The multinational property services giant has posted a 13 per cent increase in revenue despite continued weakness in the credit and housing space.  

REA Group has released its financial results for the third quarter of the 2019 financial year (3Q19), reporting revenue total of $667.8 million, up 13 per cent from $592.3 million in the previous corresponding period.

Revenue growth was offset by a 9 per cent rise in the group’s expenses, which increased from $241.2 million to $263.1 million.

The improvement in the group’s bottom line came despite a 9 per cent decrease in national listings over the three-month period – including listing declines of 18 per cent in Sydney and 12 per cent in Melbourne.


According to REA, the revenue growth reflects price changes that took effect from 1 July 2018, an “improved product mix and depth penetration”, and a stronger contribution from some of its product offerings.

The group added that its commercial and developer businesses also achieved revenue growth despite the continued “significant decline” in the volume of new project commencements.

The company also stated that its recently acquired Hometrack business also contributed to revenue growth, with the subsidiary expected to deliver the previous FY19 revenue guidance of between $14 million and $16 million.  

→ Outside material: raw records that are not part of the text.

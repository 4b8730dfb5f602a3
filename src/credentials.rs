//! Exchange credential validation.
//!
//! Rejects malformed API keys before they ever leave the process. The
//! secret is never stored locally; this module only checks format ahead of
//! the handoff to the account service, which re-validates on its side.

use thiserror::Error;

/// Inclusive length bounds for the API key.
const KEY_LENGTH: std::ops::RangeInclusive<usize> = 8..=64;

/// Inclusive length bounds for the API secret.
const SECRET_LENGTH: std::ops::RangeInclusive<usize> = 32..=128;

/// A formatting violation in a key/secret pair.
///
/// Checks short-circuit: only the first violation found is reported.
#[derive(Debug, Clone, Copy, PartialEq, Eq, Error)]
pub enum CredentialError {
    #[error("API key and secret must not be empty")]
    EmptyField,

    #[error("API key must be between 8 and 64 characters")]
    KeyLengthOutOfRange,

    #[error("API secret must be between 32 and 128 characters")]
    SecretLengthOutOfRange,

    #[error("credentials must not contain whitespace")]
    ContainsWhitespace,

    #[error("credentials may only contain letters, digits, '-' and '_'")]
    InvalidCharacters,
}

fn is_allowed(c: char) -> bool {
    c.is_ascii_alphanumeric() || c == '_' || c == '-'
}

/// Validate an exchange key/secret pair.
///
/// Order of checks: emptiness, key length, secret length, whitespace,
/// character set. Returns on the first violation rather than aggregating.
pub fn validate(key: &str, secret: &str) -> Result<(), CredentialError> {
    if key.trim().is_empty() || secret.trim().is_empty() {
        return Err(CredentialError::EmptyField);
    }

    if !KEY_LENGTH.contains(&key.len()) {
        return Err(CredentialError::KeyLengthOutOfRange);
    }

    if !SECRET_LENGTH.contains(&secret.len()) {
        return Err(CredentialError::SecretLengthOutOfRange);
    }

    if key.chars().any(char::is_whitespace) || secret.chars().any(char::is_whitespace) {
        return Err(CredentialError::ContainsWhitespace);
    }

    if !key.chars().all(is_allowed) || !secret.chars().all(is_allowed) {
        return Err(CredentialError::InvalidCharacters);
    }

    Ok(())
}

However, REA’s financial services division reported a fall in revenue, with mortgage settlements via its broking subsidiary, Smartline Home Loans, declining off the back of “tighter lending conditions and the continued uncertainty in the property market”.

The group noted that it expects the decline in mortgage settlements to continue for the remainder of the financial year and into the first quarter of FY20.


Reflecting on the overall result, REA Group CEO Owen Wilson said he was pleased with the company’s overall performance but he lamented the current operating environment.

“Our ability to continue to deliver growth despite the significant market headwinds is testament to the strength of our business,” he said.  

“We remain focused on supporting our customers who clearly recognise the value we deliver, demonstrated by depth penetration reaching record levels during the quarter.

“It’s almost a decade since we’ve seen market conditions like these, especially in Sydney where the decline has been the most pronounced.”

Mr Wilson said he expects market uncertainty to ease over the coming months.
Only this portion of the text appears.